By Margaret Evans
Do horses have just one toe – the complex hoof – or do they, in fact, still have remnants of all of their original five toes with four of them hidden from view?
Horses evolved some 55 million years ago in North America as small, dog-size mammals with five toes. The climate was warm, wet, and subtropical, and having toes that spread out to pad around the forest floor was ideal. But as the climate changed, so did the little horses.
Over an immense amount of time the horses adapted to cooling climates and changing landscapes that replaced forest with grassland. They became flight animals, which required them to grow bigger and run faster. Their cardiovascular system expanded and their limbs lengthened to end in a single hardened hoof capsule capable of supporting the greater weight and speed. It was assumed in scientific circles that the redundant side toes shrank and eventually disappeared. But did those ancient toes, or digits, disappear altogether?
Silhouettes show Mesohippus primigenium, an early ancestor of the modern horse that lived some 38 million years ago and was previously believed to have three toes, and the modern horse. Photographs of both animals’ hand bones appear alongside renderings of the researchers’ proposed digit identities.
The researchers argue that missing digits one and five are partially expressed on the surfaces of the side toes (shown in red/blue). While the horse is described as being monodactyl, with only one complete digit, the researchers demonstrate that digits two and four are expressed as the splint bones and frog (padding of the foot), as shown in yellow/green. Missing digits one and five are expressed as ridges on the splint bones and as the hoof cartilages, as shown in the lower red/blue areas. Photos and caption courtesy New York Institute of Technology
As of 2019, researchers at the New York Institute of Technology, College of Osteopathic Medicine (NYITCOM) suggest that, in fact, the four side toes did not completely disappear but remain even today as remnants still present within the horse’s modern lower leg and hoof.
Scientists widely accept that the essentially redundant splint bones – the small bones found along the outer sides of the metacarpal or cannon bone - are remnants of the second and fourth toes. The upper two-thirds of the bones are connected to the cannon bone by dense ligament, while the lower parts of the bones flare slightly but remain connected and stabilized by soft tissue. But according to the NYITCOM researchers, there’s a bigger picture that traces the remnants of digits one and five. Rather than being lost to evolution, these digits appear to be found along the ridges of the splint bones, demonstrating that they have possibly fused with digits two and four.

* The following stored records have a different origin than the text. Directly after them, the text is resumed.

//! Deployment parameters, read from a per-network JSON file that uses the
//! deployment script's key names, and the address book of what was deployed.
//!
//! Amounts come either as JSON numbers or as decimal strings. Keys ending in
//! a unit (`_vat_Line`, `_dog_hole`, `_clip_tip`, `_spot_par`,
//! `_sikka_supply_cap`) are whole units and get scaled; `_dog_chop`,
//! `_clip_buf`, `_clip_cusp`, `_clip_chip`, `_mat`, `_jug_base` and
//! `_jug_duty` are already raw fixed-point integers; `_clip_tail` and
//! `_abacus_tau` are seconds.

use anyhow::Context;
use ledger_engine::{Address, IlkId, InvalidIlkId, Rad, Ray, Wad, U256};
use serde::{Deserialize, Serialize};
use std::collections::BTreeMap;
use std::fmt;
use std::path::Path;
use thiserror::Error;

/// 2% per year, the duty the deployment sets for its first collateral.
pub const DEFAULT_DUTY: &str = "1000000000627937192491029810";
pub const DEFAULT_ILK: &str = "ceMATIC";
pub const DEFAULT_SUPPLY_CAP: &str = "5000000";

#[derive(Debug, Error)]
pub enum ConfigError {
    #[error("Config/invalid-amount: {key} = {value}")]
    InvalidAmount { key: &'static str, value: String },
    #[error("Config/invalid-ilk: {0}")]
    InvalidIlk(#[from] InvalidIlkId),
    #[error("Config/invalid-json: {0}")]
    Json(#[from] serde_json::Error),
}

/// A number as written in the config file.
#[derive(Debug, Clone, PartialEq, Eq, Serialize, Deserialize)]
#[serde(untagged)]
pub enum Amount {
    Int(u64),
    Text(String),
}

impl Amount {
    fn literal(&self) -> String {
        match self {
            Amount::Int(n) => n.to_string(),
            Amount::Text(s) => s.trim().to_string(),
        }
    }

    fn invalid(&self, key: &'static str) -> ConfigError {
        ConfigError::InvalidAmount {
            key,
            value: self.literal(),
        }
    }

    /// An integer taken as is.
    fn raw(&self, key: &'static str) -> Result<U256, ConfigError> {
        U256::from_dec_str(&self.literal()).map_err(|_| self.invalid(key))
    }

    fn seconds(&self, key: &'static str) -> Result<u64, ConfigError> {
        let raw = self.raw(key)?;
        if raw > U256::from(u64::MAX) {
            return Err(self.invalid(key));
        }
        Ok(raw.low_u64())
    }

    fn wad(&self, key: &'static str) -> Result<Wad, ConfigError> {
        Wad::parse(&self.literal()).map_err(|_| self.invalid(key))
    }

    fn ray(&self, key: &'static str) -> Result<Ray, ConfigError> {
        Ray::parse(&self.literal()).map_err(|_| self.invalid(key))
    }

    fn rad(&self, key: &'static str) -> Result<Rad, ConfigError> {
        Rad::parse(&self.literal()).map_err(|_| self.invalid(key))
    }
}

impl From<u64> for Amount {
    fn from(n: u64) -> Self {
        Amount::Int(n)
    }
}

impl From<&str> for Amount {
    fn from(s: &str) -> Self {
        Amount::Text(s.to_string())
    }
}

impl fmt::Display for Amount {
    fn fmt(&self, f: &mut fmt::Formatter<'_>) -> fmt::Result {
        f.write_str(&self.literal())
    }
}

fn default_ilk() -> String {
    DEFAULT_ILK.to_string()
}

fn default_duty() -> Amount {
    Amount::from(DEFAULT_DUTY)
}

fn default_supply_cap() -> Amount {
    Amount::from(DEFAULT_SUPPLY_CAP)
}

/// Network configuration as stored in `<network>_config.json`.
#[derive(Debug, Clone, PartialEq, Eq, Serialize, Deserialize)]
pub struct NetworkConfig {
    #[serde(rename = "_ilk", default = "default_ilk")]
    pub ilk: String,
    #[serde(rename = "_vat_Line")]
    pub vat_global_line: Amount,
    #[serde(rename = "_vat_line")]
    pub vat_line: Amount,
    /// Whole sikka, scaled to rad like the other debt limits. The deploy
    /// script appends only ray decimals here, which would make the floor a
    /// fraction of a unit.
    #[serde(rename = "_vat_dust")]
    pub vat_dust: Amount,
    #[serde(rename = "_spot_par")]
    pub spot_par: Amount,
    #[serde(rename = "_mat")]
    pub mat: Amount,
    #[serde(rename = "_jug_base", default, skip_serializing_if = "Option::is_none")]
    pub jug_base: Option<Amount>,
    #[serde(rename = "_jug_duty", default = "default_duty")]
    pub jug_duty: Amount,
    #[serde(rename = "_dog_Hole")]
    pub dog_global_hole: Amount,
    #[serde(rename = "_dog_hole")]
    pub dog_hole: Amount,
    #[serde(rename = "_dog_chop")]
    pub dog_chop: Amount,
    #[serde(rename = "_abacus_tau")]
    pub abacus_tau: Amount,
    #[serde(rename = "_clip_buf")]
    pub clip_buf: Amount,
    #[serde(rename = "_clip_tail")]
    pub clip_tail: Amount,
    #[serde(rename = "_clip_cusp")]
    pub clip_cusp: Amount,
    #[serde(rename = "_clip_chip")]
    pub clip_chip: Amount,
    #[serde(rename = "_clip_tip")]
    pub clip_tip: Amount,
    #[serde(rename = "_clip_stopped")]
    pub clip_stopped: Amount,
    #[serde(rename = "_sikka_supply_cap", default = "default_supply_cap")]
    pub sikka_supply_cap: Amount,
    #[serde(rename = "_multisig")]
    pub multisig: Address,
}

impl NetworkConfig {
    pub fn from_json(json: &str) -> Result<Self, ConfigError> {
        Ok(serde_json::from_str(json)?)
    }

    pub fn load(path: impl AsRef<Path>) -> anyhow::Result<Self> {
        let path = path.as_ref();
        let json = std::fs::read_to_string(path)
            .with_context(|| format!("reading network config {}", path.display()))?;
        let config = Self::from_json(&json)
            .with_context(|| format!("parsing network config {}", path.display()))?;
        // Amounts are validated up front.
        config.system_params()?;
        config.collateral_params()?;
        log::info!("✅ Network config loaded from {}", path.display());
        Ok(config)
    }

    pub fn to_json(&self) -> Result<String, ConfigError> {
        Ok(serde_json::to_string_pretty(self)?)
    }

    pub fn system_params(&self) -> Result<SystemParams, ConfigError> {
        Ok(SystemParams {
            global_line: self.vat_global_line.rad("_vat_Line")?,
            par: self.spot_par.ray("_spot_par")?,
            base: match &self.jug_base {
                Some(base) => Ray(base.raw("_jug_base")?),
                None => Ray::zero(),
            },
            global_hole: self.dog_global_hole.rad("_dog_Hole")?,
            sikka_supply_cap: self.sikka_supply_cap.wad("_sikka_supply_cap")?,
            multisig: self.multisig,
        })
    }

    pub fn collateral_params(&self) -> Result<CollateralParams, ConfigError> {
        let stopped = self.clip_stopped.raw("_clip_stopped")?;
        if stopped > U256::from(3u8) {
            return Err(self.clip_stopped.invalid("_clip_stopped"));
        }
        Ok(CollateralParams {
            ilk: IlkId::new(&self.ilk)?,
            line: self.vat_line.rad("_vat_line")?,
            dust: self.vat_dust.rad("_vat_dust")?,
            mat: Ray(self.mat.raw("_mat")?),
            duty: Ray(self.jug_duty.raw("_jug_duty")?),
            chop: Wad(self.dog_chop.raw("_dog_chop")?),
            hole: self.dog_hole.rad("_dog_hole")?,
            tau: self.abacus_tau.seconds("_abacus_tau")?,
            buf: Ray(self.clip_buf.raw("_clip_buf")?),
            tail: self.clip_tail.seconds("_clip_tail")?,
            cusp: Ray(self.clip_cusp.raw("_clip_cusp")?),
            chip: Wad(self.clip_chip.raw("_clip_chip")?),
            tip: self.clip_tip.rad("_clip_tip")?,
            stopped: stopped.low_u32() as u8,
        })
    }
}

/// System-wide parameters, scaled.
#[derive(Debug, Clone, Copy, PartialEq, Eq)]
pub struct SystemParams {
    pub global_line: Rad,
    pub par: Ray,
    pub base: Ray,
    pub global_hole: Rad,
    pub sikka_supply_cap: Wad,
    pub multisig: Address,
}

/// Everything needed to onboard one collateral type, scaled.
#[derive(Debug, Clone, Copy, PartialEq, Eq)]
pub struct CollateralParams {
    pub ilk: IlkId,
    pub line: Rad,
    pub dust: Rad,
    pub mat: Ray,
    pub duty: Ray,
    pub chop: Wad,
    pub hole: Rad,
    pub tau: u64,
    pub buf: Ray,
    pub tail: u64,
    pub cusp: Ray,
    pub chip: Wad,
    pub tip: Rad,
    pub stopped: u8,
}

/// Addresses of one collateral type's contracts.
#[derive(Debug, Clone, Copy, PartialEq, Eq, Serialize, Deserialize)]
pub struct CollateralAddresses {
    pub gem: Address,
    #[serde(rename = "gemJoin")]
    pub gem_join: Address,
    pub clip: Address,
    pub abacus: Address,
}

/// Address book of a deployment, written out like the deployment script's
/// `addresses.json`.
#[derive(Debug, Clone, Default, PartialEq, Eq, Serialize, Deserialize)]
pub struct DeployedAddresses {
    pub deployer: Address,
    pub vat: Address,
    pub spot: Address,
    pub sikka: Address,
    #[serde(rename = "sikkaJoin")]
    pub sikka_join: Address,
    pub jug: Address,
    pub vow: Address,
    pub dog: Address,
    pub interaction: Address,
    pub multisig: Address,
    pub collaterals: BTreeMap<IlkId, CollateralAddresses>,
}

impl DeployedAddresses {
    pub fn to_json(&self) -> Result<String, ConfigError> {
        Ok(serde_json::to_string_pretty(self)?)
    }

    pub fn from_json(json: &str) -> Result<Self, ConfigError> {
        Ok(serde_json::from_str(json)?)
    }

    pub fn collateral(&self, ilk: &IlkId) -> Option<&CollateralAddresses> {
        self.collaterals.get(ilk)
    }
}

“It’s not surprising,” says Nikos Solounias, paleontologist and anatomy professor with the College of Osteopathic Medicine. “Overall, evolution is creative and yet very conservative, so the other digits remain but are not fully expressed. In many new structures you can see how the old anatomy is not lost but preserved in some way. The new structures are built upon the old by using new combinations. It’s rare to find a structure that is totally new material.”
For many years Solounias thought that the dominant digit three – the hoof – included within it the other digits. But persistence and hard work revealed a simple theory. He explains that the splint bones contain their own elevated surfaces that hold the evolutionary clues.

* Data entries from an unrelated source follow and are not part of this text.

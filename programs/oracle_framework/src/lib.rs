//! Price feeds and the Spotter, which turns feed values into the
//! risk-adjusted `spot` the Vat checks vaults against.

pub mod feed;
pub mod spotter;

pub use feed::{OracleError, PriceFeed, PriceUpdated, SettableFeed, TwapFeed};
pub use spotter::{Poke, SpotIlk, Spotter, SpotterError};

“I think the splint bones are doubled two digits per splint bone. Others thought it was one. My evidence is that in Anchitherium and Mesohippus the ridges on the splints are detachable, proving the double nature of each. In the horse they too are detachable. We find these ridges, located on the posterior of each splint, to be partially formed remains of the first and fifth digits which were once connected to the cartilages of the hoof.”
Anchitherium was a three-toed horse that lived some 20 million years ago and migrated to Asia, then spread to Europe and Africa. Mesohippus lived 38 to 32 million years ago and also had just three toes. Mesohippus is often known as the “middle horse,” being the link between the early small horses – the original tiny five-toed horses of the Eocene – and horses in transition to becoming the more familiar equine. The modern Equus first appeared about four million years ago.

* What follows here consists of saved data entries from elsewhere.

impl Clipper {
    pub fn new(
        address: Address,
        deployer: Address,
        vat: Address,
        spotter: Address,
        dog: Address,
        ilk: IlkId,
        calc: Box<dyn Abacus>,
    ) -> Self {
        log::info!("✅ Clipper for {ilk} deployed at {address:?}");
        Self {
            address,
            ilk,
            wards: Wards::with(deployer),
            vat,
            spotter,
            dog,
            vow: Address::zero(),
            calc,
            buf: Ray::one(),
            tail: 0,
            cusp: Ray::zero(),
            chip: Wad::zero(),
            tip: Rad::zero(),
            chost: Rad::zero(),
            kicks: 0,
            active: Vec::new(),
            sales: BTreeMap::new(),
            stopped: 0,
            events: Vec::new(),
        }
    }

    // --- Views ---

    pub fn address(&self) -> Address {
        self.address
    }

    pub fn ilk(&self) -> IlkId {
        self.ilk
    }

    pub fn wards(&self) -> &Wards {
        &self.wards
    }

    pub fn calc(&self) -> &dyn Abacus {
        self.calc.as_ref()
    }

    pub fn buf(&self) -> Ray {
        self.buf
    }

    pub fn tail(&self) -> u64 {
        self.tail
    }

    pub fn cusp(&self) -> Ray {
        self.cusp
    }

    pub fn chip(&self) -> Wad {
        self.chip
    }

    pub fn tip(&self) -> Rad {
        self.tip
    }

    pub fn chost(&self) -> Rad {
        self.chost
    }

    pub fn stopped(&self) -> u8 {
        self.stopped
    }

    pub fn kicks(&self) -> SaleId {
        self.kicks
    }

    pub fn count(&self) -> usize {
        self.active.len()
    }

    pub fn list(&self) -> &[SaleId] {
        &self.active
    }

    pub fn sale(&self, id: SaleId) -> Option<&Sale> {
        self.sales.get(&id)
    }

    pub fn take_events(&mut self) -> Vec<ClipperEvent> {
        std::mem::take(&mut self.events)
    }

    // --- Administration ---

    fn auth(&self, caller: &Address) -> Result<(), ClipperError> {
        require!(self.wards.is_ward(caller), ClipperError::NotAuthorized);
        Ok(())
    }

    fn is_stopped(&self, level: u8) -> Result<(), ClipperError> {
        require!(self.stopped < level, ClipperError::Stopped);
        Ok(())
    }

    fn check_vat(&self, vat: &Vat) -> Result<(), ClipperError> {
        require!(vat.address() == self.vat, ClipperError::Miswired("vat"));
        Ok(())
    }

    pub fn rely(&mut self, caller: Address, usr: Address) -> Result<(), ClipperError> {
        self.auth(&caller)?;
        self.wards.rely(usr);
        Ok(())
    }

    pub fn deny(&mut self, caller: Address, usr: Address) -> Result<(), ClipperError> {
        self.auth(&caller)?;
        self.wards.deny(&usr);
        Ok(())
    }

    /// Recognised: `buf`, `cusp` (ray), `tail` (seconds), `chip` (wad),
    /// `tip` (rad), `stopped` (0-3).
    pub fn file(&mut self, caller: Address, what: &str, data: U256) -> Result<(), ClipperError> {
        self.auth(&caller)?;
        match what {
            "buf" => self.buf = Ray(data),
            "tail" => {
                require!(data <= U256::from(u64::MAX), ClipperError::Overflow);
                self.tail = data.low_u64();
            }
            "cusp" => self.cusp = Ray(data),
            "chip" => self.chip = Wad(data),
            "tip" => self.tip = Rad(data),
            "stopped" => {
                require!(data <= U256::from(3u8), ClipperError::StoppedOutOfRange);
                self.stopped = data.low_u32() as u8;
            }
            _ => return Err(ClipperError::UnrecognizedParam),
        }
        log::debug!("Clipper {} file {what} = {data}", self.ilk);
        Ok(())
    }

    /// Recognised: `spotter`, `dog`, `vow`.
    pub fn file_addr(&mut self, caller: Address, what: &str, data: Address) -> Result<(), ClipperError> {
        self.auth(&caller)?;
        match what {
            "spotter" => self.spotter = data,
            "dog" => self.dog = data,
            "vow" => self.vow = data,
            _ => return Err(ClipperError::UnrecognizedParam),
        }
        log::debug!("Clipper {} file {what} = {data:?}", self.ilk);
        Ok(())
    }

    /// Recognised: `calc`.
    pub fn file_calc(
        &mut self,
        caller: Address,
        what: &str,
        calc: Box<dyn Abacus>,
    ) -> Result<(), ClipperError> {
        self.auth(&caller)?;
        require!(what == "calc", ClipperError::UnrecognizedParam);
        log::debug!("Clipper {} file calc = {:?}", self.ilk, calc.address());
        self.calc = calc;
        Ok(())
    }

    /// Mutable access to the price curve for its own `file` calls.
    pub fn calc_mut(&mut self) -> &mut dyn Abacus {
        self.calc.as_mut()
    }

    /// Refreshes the cached minimum auction size from the Vat's dust and the
    /// Dog's penalty.
    pub fn upchost(&mut self, vat: &Vat, dog: &Dog) -> Result<Rad, ClipperError> {
        self.check_vat(vat)?;
        require!(dog.address() == self.dog, ClipperError::Miswired("dog"));
        self.chost = vat.ilk(&self.ilk).dust.wmul(dog.chop(&self.ilk))?;
        Ok(self.chost)
    }

    // --- Pricing ---

    /// Market price in units of `par`, from the Spotter's feed.
    fn feed_price(&self, spotter: &Spotter) -> Result<Ray, ClipperError> {
        require!(spotter.address() == self.spotter, ClipperError::Miswired("spotter"));
        let val = spotter.peek(&self.ilk).ok_or(ClipperError::InvalidPrice)?;
        Ok(val.to_ray()?.rdiv(spotter.par())?)
    }

    fn incentive(&self, tab: Rad) -> Result<Rad, ClipperError> {
        Ok(self.tip.checked_add(tab.wmul(self.chip)?)?)
    }

    /// Current price and whether the sale needs a reset.
    fn status(&self, sale: &Sale, now: Timestamp) -> Result<(bool, Ray), ClipperError> {
        let elapsed = now.checked_sub(sale.tic).ok_or(MathError::Underflow)?;
        let price = self.calc.price(sale.top, elapsed)?;
        let done = elapsed > self.tail || price.rdiv(sale.top)? < self.cusp;
        Ok((done, price))
    }

    pub fn get_status(&self, id: SaleId, now: Timestamp) -> Result<Option<SaleStatus>, ClipperError> {
        let Some(sale) = self.sales.get(&id) else {
            return Ok(None);
        };
        let (done, price) = self.status(sale, now)?;
        Ok(Some(SaleStatus {
            needs_redo: done,
            price,
            lot: sale.lot,
            tab: sale.tab,
        }))
    }

    // --- Auctions ---

    /// Validates a `kick` without side effects.
    pub fn plan_kick(
        &self,
        caller: Address,
        vat: &Vat,
        spotter: &Spotter,
        tab: Rad,
        lot: Wad,
        usr: Address,
    ) -> Result<KickPlan, ClipperError> {
        self.auth(&caller)?;
        self.is_stopped(1)?;
        self.check_vat(vat)?;
        require!(!tab.is_zero(), ClipperError::ZeroTab);
        require!(!lot.is_zero(), ClipperError::ZeroLot);
        require!(!usr.is_zero(), ClipperError::ZeroUsr);
        let id = self.kicks.checked_add(1).ok_or(ClipperError::Overflow)?;

        let top = self.feed_price(spotter)?.rmul(self.buf)?;
        require!(!top.is_zero(), ClipperError::ZeroTopPrice);

        let coin = if !self.tip.is_zero() || !self.chip.is_zero() {
            self.incentive(tab)?
        } else {
            Rad::zero()
        };
        if !coin.is_zero() {
            require!(vat.wards().is_ward(&self.address), VatError::NotAuthorized);
        }
        Ok(KickPlan { id, top, coin })
    }

    /// Starts an auction selling `lot` to cover `tab`, paying the keeper
    /// `kpr` its incentive. Returns the sale id.
    #[allow(clippy::too_many_arguments)]
    pub fn kick(
        &mut self,
        caller: Address,
        vat: &mut Vat,
        spotter: &Spotter,
        now: Timestamp,
        tab: Rad,
        lot: Wad,
        usr: Address,
        kpr: Address,
    ) -> Result<SaleId, ClipperError> {
        let KickPlan { id, top, coin } = self.plan_kick(caller, vat, spotter, tab, lot, usr)?;
        if !coin.is_zero() {
            vat.suck(self.address, self.vow, kpr, coin)?;
        }

        self.kicks = id;
        self.active.push(id);
        self.sales.insert(
            id,
            Sale {
                pos: self.active.len() - 1,
                tab,
                lot,
                usr,
                tic: now,
                top,
            },
        );
        self.events.push(ClipperEvent::Kick {
            id,
            top,
            tab,
            lot,
            usr,
            kpr,
            coin,
        });
        log::info!("✅ Clipper {} kick #{id}: tab={tab} lot={lot} top={top}", self.ilk);
        Ok(id)
    }

    /// Restarts a stale auction at a fresh price.
    pub fn redo(
        &mut self,
        vat: &mut Vat,
        spotter: &Spotter,
        now: Timestamp,
        id: SaleId,
        kpr: Address,
    ) -> Result<(), ClipperError> {
        self.is_stopped(2)?;
        self.check_vat(vat)?;
        let sale = self
            .sales
            .get(&id)
            .copied()
            .ok_or(ClipperError::NotRunningAuction)?;
        let (done, _) = self.status(&sale, now)?;
        require!(done, ClipperError::CannotReset);

        let feed = self.feed_price(spotter)?;
        let top = feed.rmul(self.buf)?;
        require!(!top.is_zero(), ClipperError::ZeroTopPrice);

        let coin = if (!self.tip.is_zero() || !self.chip.is_zero())
            && sale.tab >= self.chost
            && sale.lot.mul_ray(feed)? >= self.chost
        {
            self.incentive(sale.tab)?
        } else {
            Rad::zero()
        };
        if !coin.is_zero() {
            vat.suck(self.address, self.vow, kpr, coin)?;
        }

        if let Some(entry) = self.sales.get_mut(&id) {
            entry.tic = now;
            entry.top = top;
        }
        self.events.push(ClipperEvent::Redo {
            id,
            top,
            tab: sale.tab,
            lot: sale.lot,
            usr: sale.usr,
            kpr,
            coin,
        });
        log::info!("✅ Clipper {} redo #{id}: top={top}", self.ilk);
        Ok(())
    }

    /// Buys up to `amt` collateral from sale `id` at no more than `max` per
    /// unit. The caller pays from its internal sikka (it must have `hope`d
    /// this Clipper) and `who` receives the collateral.
    #[allow(clippy::too_many_arguments)]
    pub fn take(
        &mut self,
        caller: Address,
        vat: &mut Vat,
        dog: &mut Dog,
        now: Timestamp,
        id: SaleId,
        amt: Wad,
        max: Ray,
        who: Address,
    ) -> Result<TakeOutcome, ClipperError> {
        self.is_stopped(3)?;
        self.check_vat(vat)?;
        require!(dog.address() == self.dog, ClipperError::Miswired("dog"));
        let sale = self
            .sales
            .get(&id)
            .copied()
            .ok_or(ClipperError::NotRunningAuction)?;

        let (done, price) = self.status(&sale, now)?;
        require!(!done, ClipperError::NeedsReset);
        require!(max >= price, ClipperError::TooExpensive);

        let mut slice = sale.lot.min(amt);
        let mut owe = slice.mul_ray(price)?;
        if owe > sale.tab {
            owe = sale.tab;
            slice = owe.div_ray(price)?;
        } else if owe < sale.tab && slice < sale.lot && sale.tab.checked_sub(owe)? < self.chost {
            require!(sale.tab > self.chost, ClipperError::NoPartialPurchase);
            owe = sale.tab.checked_sub(self.chost)?;
            slice = owe.div_ray(price)?;
        }

        let tab = sale.tab.checked_sub(owe)?;
        let lot = sale.lot.checked_sub(slice)?;
        let dug = if lot.is_zero() { tab.checked_add(owe)? } else { owe };
        let returned = if !lot.is_zero() && tab.is_zero() { lot } else { Wad::zero() };

        dog.ensure_digs(self.address, &self.ilk, dug)?;
        require!(
            vat.gem(&self.ilk, &self.address) >= slice.checked_add(returned)?,
            ClipperError::CollateralShortfall
        );

        vat.move_sikka(self.address, caller, self.vow, owe)?;
        vat.flux(self.address, self.ilk, self.address, who, slice)?;
        dog.digs(self.address, self.ilk, dug)?;

        if lot.is_zero() {
            self.remove(id);
        } else if tab.is_zero() {
            vat.flux(self.address, self.ilk, self.address, sale.usr, lot)?;
            self.remove(id);
        } else if let Some(entry) = self.sales.get_mut(&id) {
            entry.tab = tab;
            entry.lot = lot;
        }

        self.events.push(ClipperEvent::Take {
            id,
            max,
            price,
            owe,
            tab,
            lot,
            usr: sale.usr,
        });
        log::info!(
            "✅ Clipper {} take #{id}: slice={slice} owe={owe} price={price}",
            self.ilk
        );
        Ok(TakeOutcome { slice, owe })
    }

    /// Cancels a sale, sending its collateral to the caller and releasing its
    /// budget in the Dog.
    pub fn yank(
        &mut self,
        caller: Address,
        vat: &mut Vat,
        dog: &mut Dog,
        id: SaleId,
    ) -> Result<(), ClipperError> {
        self.auth(&caller)?;
        self.check_vat(vat)?;
        require!(dog.address() == self.dog, ClipperError::Miswired("dog"));
        let sale = self
            .sales
            .get(&id)
            .copied()
            .ok_or(ClipperError::NotRunningAuction)?;

        dog.ensure_digs(self.address, &self.ilk, sale.tab)?;
        require!(
            vat.gem(&self.ilk, &self.address) >= sale.lot,
            ClipperError::CollateralShortfall
        );
        vat.flux(self.address, self.ilk, self.address, caller, sale.lot)?;
        dog.digs(self.address, self.ilk, sale.tab)?;
        self.remove(id);

        self.events.push(ClipperEvent::Yank { id });
        log::warn!("Clipper {} yank #{id}", self.ilk);
        Ok(())
    }

    fn remove(&mut self, id: SaleId) {
        let Some(sale) = self.sales.remove(&id) else {
            return;
        };
        let last = self.active.len() - 1;
        if sale.pos != last {
            let moved = self.active[last];
            self.active[sale.pos] = moved;
            if let Some(entry) = self.sales.get_mut(&moved) {
                entry.pos = sale.pos;
            }
        }
        self.active.pop();
    }
}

Nikos Solounias, paleontologist and anatomy professor with the College of Osteopatic Medicine, with co-investigator Melinda Danowitz. Photo courtesy of New York Institute of Technology.
Solounias first considered his theory almost 20 years ago when studying fossil evidence from Hipparion horses. The Hipparion genus appeared during the Miocene epoch about 12 million years ago and survived to about 3 million years ago. They originated in North America and some populations migrated to Asia, Europe, and Africa. The famous Laetoli footprints in Tanzania embedded in fossilized volcanic ash from 3.5 million years ago show not only the first discovery of bipedal hominin footprints, but the imprints of three three-toed Hipparion horses moving at a running walk across the same volcanic field. The crisscrossing pattern suggests the travel was of two adult horses and a foal.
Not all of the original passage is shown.